Task objective >> The lines to repeat are those below from the one containing "self.counters.exported.fetch_add(1, Ordering::Relaxed);" down to the one containing "LIST_FAILURE_NAME, FailureStage::List, e.to_string())?;", both included; reproduce them exactly and nothing else.

Data shown >>
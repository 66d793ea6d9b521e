//! kmigrate-lib: namespace migration pipeline between clusters.
//!
//! This crate provides the four stages used by `kubectl-migrate`:
//! - `discover` + `export`: enumerate and write redeployable manifests of a namespace
//! - `transform`: rewrite an export tree through an ordered chain of patch plugins
//! - `apply`: re-create a resource tree on a destination cluster in dependency tiers
//! - `transfer`: copy persistent volume content between clusters
//!
//! Cluster access goes through the [`client::ClusterClient`] trait so every stage
//! can run against the Kubernetes API (kube-rs) or the in-memory test cluster.

pub mod apply;
pub mod client;
pub mod config;
pub mod consts;
pub mod discover;
pub mod export;
pub mod platform;
pub mod resource;
pub mod transfer;
pub mod transform;
pub mod tree;
pub mod util;
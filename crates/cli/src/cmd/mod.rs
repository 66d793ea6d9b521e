mod apply;
mod export;
mod transfer;
mod transform;
mod version;

use std::sync::Arc;

use anyhow::{Context, Result};

use kmigrate_lib::client::{ClusterClient, KubeClient, RetryingClient};
use kmigrate_lib::config::ClusterConfig;

use crate::ClusterArgs;

pub use apply::{ApplyArgs, cmd_apply};
pub use export::{ExportArgs, cmd_export};
pub use transfer::{TransferArgs, cmd_transfer};
pub use transform::{PluginArgs, TransformArgs, cmd_list_plugins, cmd_transform};
pub use version::cmd_version;

fn cluster_config(args: &ClusterArgs) -> Result<ClusterConfig> {
  ClusterConfig::new(args.context.clone(), args.kubeconfig.clone(), args.qps, args.burst)
    .context("Invalid cluster settings")
}

/// API client with the shared rate limit and retry policy.
///
/// Connects lazily, so an unreachable cluster fails the first call.
fn connect(config: &ClusterConfig) -> Arc<dyn ClusterClient> {
  let api: Arc<dyn ClusterClient> = Arc::new(KubeClient::new(config.clone()));
  Arc::new(RetryingClient::new(api, config))
}
#[cfg(test)]
mod tests {
  use super::*;
  use crate::resource::Scope;

  fn namespaces() -> ResourceDescriptor {
    ResourceDescriptor::new("", "v1", "Namespace", "namespaces", Scope::Cluster)
  }

  fn config_maps() -> ResourceDescriptor {
    ResourceDescriptor::new("", "v1", "ConfigMap", "configmaps", Scope::Namespaced)
  }

  fn config_map(name: &str) -> Value {
    json!({"apiVersion": "v1", "kind": "ConfigMap", "metadata": {"name": name}, "data": {"k": "v"}})
  }

  #[tokio::test]
  async fn namespaced_create_requires_namespace() {
    let cluster = MemoryCluster::with_standard_resources();
    let err = cluster.create(&config_maps(), Some("demo"), &config_map("a")).await.unwrap_err();
    assert!(matches!(err, ClientError::NotFound(_)));

    cluster
      .create(&namespaces(), None, &json!({"apiVersion": "v1", "kind": "Namespace", "metadata": {"name": "demo"}}))
      .await
      .unwrap();
    let created = cluster.create(&config_maps(), Some("demo"), &config_map("a")).await.unwrap();
    assert_eq!(created["metadata"]["namespace"], "demo");
    assert!(created["metadata"]["uid"].is_string());
  }

  #[tokio::test]
  async fn update_checks_resource_version() {
    let cluster = MemoryCluster::with_standard_resources();
    cluster.insert(json!({"apiVersion": "v1", "kind": "Namespace", "metadata": {"name": "demo"}}));
    let created = cluster.create(&config_maps(), Some("demo"), &config_map("a")).await.unwrap();

    let mut stale = created.clone();
    stale["metadata"]["resourceVersion"] = json!("0");
    let err = cluster.update(&config_maps(), Some("demo"), &stale).await.unwrap_err();
    assert!(matches!(err, ClientError::Conflict(_)));

    let updated = cluster.update(&config_maps(), Some("demo"), &created).await.unwrap();
    assert_eq!(updated["metadata"]["uid"], created["metadata"]["uid"]);
    assert_eq!(updated["metadata"]["generation"], 2);
  }

  #[tokio::test]
  async fn created_crd_serves_its_kind() {
    let cluster = MemoryCluster::with_standard_resources();
    let crds = ResourceDescriptor::new(
      "apiextensions.k8s.io",
      "v1",
      "CustomResourceDefinition",
      "customresourcedefinitions",
      Scope::Cluster,
    );
    let crd = json!({
      "apiVersion": "apiextensions.k8s.io/v1",
      "kind": "CustomResourceDefinition",
      "metadata": {"name": "widgets.example.com"},
      "spec": {
        "group": "example.com",
        "scope": "Namespaced",
        "names": {"plural": "widgets", "kind": "Widget"},
        "versions": [{"name": "v1", "served": true, "storage": true}]
      }
    });
    cluster.create(&crds, None, &crd).await.unwrap();

    let groups = cluster.api_group_versions().await.unwrap();
    assert_eq!(groups[0], "v1");
    assert!(groups.contains(&"example.com/v1".to_string()));
    let resources = cluster.api_resources("example.com/v1").await.unwrap();
    assert_eq!(resources[0].kind, "Widget");
  }

  #[tokio::test]
  async fn list_applies_label_selector() {
    let cluster = MemoryCluster::with_standard_resources();
    cluster.insert(json!({"apiVersion": "v1", "kind": "ConfigMap", "metadata": {"name": "a", "namespace": "demo", "labels": {"app": "web"}}}));
    cluster.insert(json!({"apiVersion": "v1", "kind": "ConfigMap", "metadata": {"name": "b", "namespace": "demo"}}));

    let all = cluster.list(&config_maps(), Some("demo"), None).await.unwrap();
    let web = cluster.list(&config_maps(), Some("demo"), Some("app=web")).await.unwrap();
    assert_eq!(all.len(), 2);
    assert_eq!(web.len(), 1);
    assert_eq!(web[0]["metadata"]["name"], "a");
  }
}
//! Namespace export.
//!
//! Lists every selected kind in a namespace, sanitizes each instance into a
//! redeployable manifest and writes it under `resources/<namespace>/`. Per-kind
//! and per-object failures are written under `failures/<namespace>/` and the run
//! continues; only an unreachable cluster or an unwritable output directory
//! aborts it.

pub mod policy;
pub mod sanitize;

use std::collections::{BTreeMap, BTreeSet};
use std::sync::Arc;
use std::sync::atomic::{AtomicUsize, Ordering};

use serde_json::Value;
use thiserror::Error;
use tokio::sync::Semaphore;
use tokio::task::JoinSet;
use tracing::{debug, error, info, warn};

use crate::client::{ClientError, ClusterClient};
use crate::consts::{LIST_FAILURE_NAME, MAX_WORKERS};
use crate::discover::{self, Discovery, DiscoveryError, ResourceFilter};
use crate::resource::{Resource, ResourceDescriptor, Scope};
use crate::tree::{FailureRecord, FailureStage, ResourceTree, TreeError, write_atomic};
use crate::util::hash::hash_directory;
use crate::util::yaml::to_stable_yaml;

pub use policy::{ExportSummary, FailurePolicy, PolicyViolation};
pub use sanitize::{OwnerRefPolicy, sanitize};

#[derive(Debug, Error)]
pub enum ExportError {
  #[error("namespace {0} not found on the source cluster")]
  NamespaceNotFound(String),

  #[error(transparent)]
  Discovery(#[from] DiscoveryError),

  #[error("source cluster unreachable: {0}")]
  Unreachable(#[source] ClientError),

  #[error("cannot write export directory: {0}")]
  Tree(#[from] TreeError),
}

/// What to export and how.
#[derive(Debug, Clone)]
pub struct ExportOptions {
  pub namespace: String,
  pub filter: ResourceFilter,
  /// Also export the namespace object and the cluster-scoped RBAC and CRDs it depends on.
  pub cluster_scoped_rbac: bool,
  pub owner_refs: OwnerRefPolicy,
  pub workers: usize,
}

impl ExportOptions {
  pub fn new(namespace: impl Into<String>) -> Self {
    Self {
      namespace: namespace.into(),
      filter: ResourceFilter::default(),
      cluster_scoped_rbac: false,
      owner_refs: OwnerRefPolicy::default(),
      workers: MAX_WORKERS,
    }
  }
}

#[derive(Default)]
struct Counters {
  exported: AtomicUsize,
  failed: AtomicUsize,
}

/// Shared state of one export run.
struct Exporter {
  client: Arc<dyn ClusterClient>,
  tree: ResourceTree,
  namespace: String,
  owner_refs: OwnerRefPolicy,
  cluster_kinds: BTreeSet<String>,
  /// (group, kind) pairs written under group-qualified file names.
  shadowed: BTreeSet<(String, String)>,
  counters: Counters,
}

impl Exporter {
  fn is_shadowed(&self, descriptor: &ResourceDescriptor) -> bool {
    self
      .shadowed
      .contains(&(descriptor.group.clone(), descriptor.kind.clone()))
  }

  fn record_failure(
    &self,
    descriptor: &ResourceDescriptor,
    name: &str,
    stage: FailureStage,
    error: String,
  ) -> Result<(), TreeError> {
    warn!(kind = %descriptor.kind, namespace = %self.namespace, name, ?stage, error = %error, "export failed");
    let record = FailureRecord {
      api_version: descriptor.api_version(),
      kind: descriptor.kind.clone(),
      namespace: self.namespace.clone(),
      name: name.to_string(),
      stage,
      error,
      shadowed: self.is_shadowed(descriptor),
    };
    self.tree.write_failure(&record)?;
    self.counters.failed.fetch_add(1, Ordering::Relaxed);
    Ok(())
  }

  /// Sanitize and write one live object. Returns whether it was exported.
  fn write_object(&self, descriptor: &ResourceDescriptor, item: Value, cluster_scoped: bool) -> Result<bool, TreeError> {
    let fallback_name = item["metadata"]["name"]
      .as_str()
      .or_else(|| item["metadata"]["generateName"].as_str())
      .unwrap_or("_unnamed")
      .to_string();

    let resource = match Resource::from_value(item) {
      Ok(resource) => sanitize(resource, self.owner_refs, &self.cluster_kinds),
      Err(e) => {
        self.record_failure(descriptor, &fallback_name, FailureStage::Sanitize, e.to_string())?;
        return Ok(false);
      }
    };

    let content = match to_stable_yaml(resource.body()) {
      Ok(content) => content,
      Err(e) => {
        self.record_failure(descriptor, resource.name(), FailureStage::Serialize, e.to_string())?;
        return Ok(false);
      }
    };

    let path = if self.is_shadowed(descriptor) {
      self
        .tree
        .qualified_resource_path(&self.namespace, &resource.id(), &descriptor.group, cluster_scoped)
    } else {
      self.tree.resource_path(&self.namespace, &resource.id(), cluster_scoped)
    };
    write_atomic(&path, content.as_bytes())?;
    debug!(object = %resource.id(), path = %path.display(), "exported");
    self.counters.exported.fetch_add(1, Ordering::Relaxed);
    Ok(true)
  }

  /// Export every instance of one namespaced kind. Returns the number written.
  async fn export_kind(&self, descriptor: &ResourceDescriptor, selector: Option<&str>) -> Result<usize, ExportError> {
    let items = match self.client.list(descriptor, Some(&self.namespace), selector).await {
      Ok(items) => items,
      Err(e) if e.is_systemic() => return Err(ExportError::Unreachable(e)),
      Err(e) => {
        self.record_failure(descriptor, LIST_FAILURE_NAME, FailureStage::List, e.to_string())?;
        return Ok(0);
      }
    };

    let mut written = 0;
    for item in items {
      if self.write_object(descriptor, item, false)? {
        written += 1;
      }
    }
    debug!(kind = %descriptor.kind, written, "kind exported");
    Ok(written)
  }

  /// Fetch one cluster-scoped object into `_cluster/`.
  async fn export_cluster_object(&self, descriptor: &ResourceDescriptor, name: &str) -> Result<(), ExportError> {
    match self.client.get(descriptor, None, name).await {
      Ok(Some(item)) => {
        self.write_object(descriptor, item, true)?;
      }
      Ok(None) => debug!(kind = %descriptor.kind, name, "referenced cluster object does not exist"),
      Err(e) if e.is_systemic() => return Err(ExportError::Unreachable(e)),
      Err(e) => self.record_failure(descriptor, name, FailureStage::Get, e.to_string())?,
    }
    Ok(())
  }

  /// Export the namespace object and the cluster-scoped objects it depends on.
  async fn export_cluster_scoped(&self, discovery: &Discovery, exported_kinds: &[ResourceDescriptor]) -> Result<(), ExportError> {
    if let Some(namespaces) = discovery.served_kind("Namespace") {
      self.export_cluster_object(namespaces, &self.namespace.clone()).await?;
    }

    let mut cluster_roles = BTreeSet::new();
    if let Some(bindings) = discovery.served_kind("ClusterRoleBinding") {
      match self.client.list(bindings, None, None).await {
        Ok(items) => {
          for binding in items {
            if !binds_namespace_account(&binding, &self.namespace) {
              continue;
            }
            if binding["roleRef"]["kind"].as_str() == Some("ClusterRole")
              && let Some(role) = binding["roleRef"]["name"].as_str()
            {
              cluster_roles.insert(role.to_string());
            }
            self.write_object(bindings, binding, true)?;
          }
        }
        Err(e) if e.is_systemic() => return Err(ExportError::Unreachable(e)),
        Err(e) => self.record_failure(bindings, LIST_FAILURE_NAME, FailureStage::List, e.to_string())?,
      }
    }

    if let Some(roles) = discovery.served_kind("ClusterRole") {
      for role in &cluster_roles {
        self.export_cluster_object(roles, role).await?;
      }
    }

    if let Some(crds) = discovery.served_kind("CustomResourceDefinition") {
      for descriptor in exported_kinds.iter().filter(|d| is_custom_group(&d.group)) {
        self.export_cluster_object(crds, &descriptor.group_resource()).await?;
      }
    }
    Ok(())
  }
}

fn binds_namespace_account(binding: &Value, namespace: &str) -> bool {
  binding["subjects"].as_array().is_some_and(|subjects| {
    subjects
      .iter()
      .any(|s| s["kind"].as_str() == Some("ServiceAccount") && s["namespace"].as_str() == Some(namespace))
  })
}

/// Groups that can only come from a CRD.
fn is_custom_group(group: &str) -> bool {
  group.contains('.') && !group.ends_with(".k8s.io") && !group.ends_with(".kubernetes.io")
}

/// Shadowed kinds that are distinct objects rather than another view of a built-in.
///
/// Two CRD groups may both define `Certificate`; `events.k8s.io` Events are the core Events again.
fn shadowed_custom_kinds(discovery: &Discovery) -> impl Iterator<Item = &ResourceDescriptor> {
  discovery
    .shadowed
    .iter()
    .map(|s| &s.descriptor)
    .filter(|d| is_custom_group(&d.group))
}

fn namespace_descriptor() -> ResourceDescriptor {
  ResourceDescriptor::new("", "v1", "Namespace", "namespaces", Scope::Cluster)
}

/// Export one namespace into `tree`.
pub async fn export(
  client: Arc<dyn ClusterClient>,
  tree: &ResourceTree,
  options: &ExportOptions,
) -> Result<ExportSummary, ExportError> {
  let namespace = options.namespace.clone();

  match client.get(&namespace_descriptor(), None, &namespace).await {
    Ok(Some(_)) => {}
    Ok(None) => return Err(ExportError::NamespaceNotFound(namespace)),
    Err(e) if e.is_systemic() => return Err(ExportError::Unreachable(e)),
    Err(e) => warn!(namespace = %namespace, error = %e, "cannot verify namespace, continuing"),
  }

  let discovery = discover::discover(client.clone(), &options.filter, options.workers).await?;
  tree.prepare_namespace(&namespace)?;

  let exporter = Arc::new(Exporter {
    client,
    tree: tree.clone(),
    namespace: namespace.clone(),
    owner_refs: options.owner_refs,
    cluster_kinds: discovery.cluster_kinds(),
    shadowed: shadowed_custom_kinds(&discovery)
      .map(|d| (d.group.clone(), d.kind.clone()))
      .collect(),
    counters: Counters::default(),
  });

  let kinds = discovery
    .descriptors
    .iter()
    .chain(shadowed_custom_kinds(&discovery))
    .filter(|d| d.is_namespaced())
    .cloned();

  let semaphore = Arc::new(Semaphore::new(options.workers.max(1)));
  let mut join_set = JoinSet::new();
  for descriptor in kinds {
    let exporter = exporter.clone();
    let semaphore = semaphore.clone();
    let selector = options.filter.label_selector.clone();
    join_set.spawn(async move {
      let Ok(_permit) = semaphore.acquire().await else {
        return (descriptor, Ok(0));
      };
      let result = exporter.export_kind(&descriptor, selector.as_deref()).await;
      (descriptor, result)
    });
  }

  let mut written_per_kind = BTreeMap::new();
  let mut fatal = None;
  while let Some(joined) = join_set.join_next().await {
    match joined {
      Ok((descriptor, Ok(written))) => {
        written_per_kind.insert(descriptor, written);
      }
      Ok((descriptor, Err(e))) => {
        error!(kind = %descriptor.kind, error = %e, "export aborted");
        if fatal.is_none() {
          fatal = Some(e);
          join_set.abort_all();
        }
      }
      Err(e) if e.is_cancelled() => {}
      Err(e) => error!(error = %e, "export task panicked"),
    }
  }
  if let Some(e) = fatal {
    return Err(e);
  }

  if options.cluster_scoped_rbac {
    let exported_kinds: Vec<_> = written_per_kind
      .into_iter()
      .filter(|(_, written)| *written > 0)
      .map(|(descriptor, _)| descriptor)
      .collect();
    exporter.export_cluster_scoped(&discovery, &exported_kinds).await?;
  }

  let checksum = hash_directory(&tree.resources_dir(&namespace), &[])
    .inspect_err(|e| warn!(namespace = %namespace, error = %e, "cannot checksum export"))
    .ok();

  let summary = ExportSummary {
    namespace,
    exported: exporter.counters.exported.load(Ordering::Relaxed),
    failed: exporter.counters.failed.load(Ordering::Relaxed),
    discovery_failures: discovery.failures,
    shadowed: discovery.shadowed,
    checksum,
  };
  info!(
    namespace = %summary.namespace,
    exported = summary.exported,
    failed = summary.failed,
    "export complete"
  );
  Ok(summary)
}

Finished task >>
    self.counters.exported.fetch_add(1, Ordering::Relaxed);
    Ok(true)
  }

  /// Export every instance of one namespaced kind. Returns the number written.
  async fn export_kind(&self, descriptor: &ResourceDescriptor, selector: Option<&str>) -> Result<usize, ExportError> {
    let items = match self.client.list(descriptor, Some(&self.namespace), selector).await {
      Ok(items) => items,
      Err(e) if e.is_systemic() => return Err(ExportError::Unreachable(e)),
      Err(e) => {
        self.record_failure(descriptor, LIST_FAILURE_NAME, FailureStage::List, e.to_string())?;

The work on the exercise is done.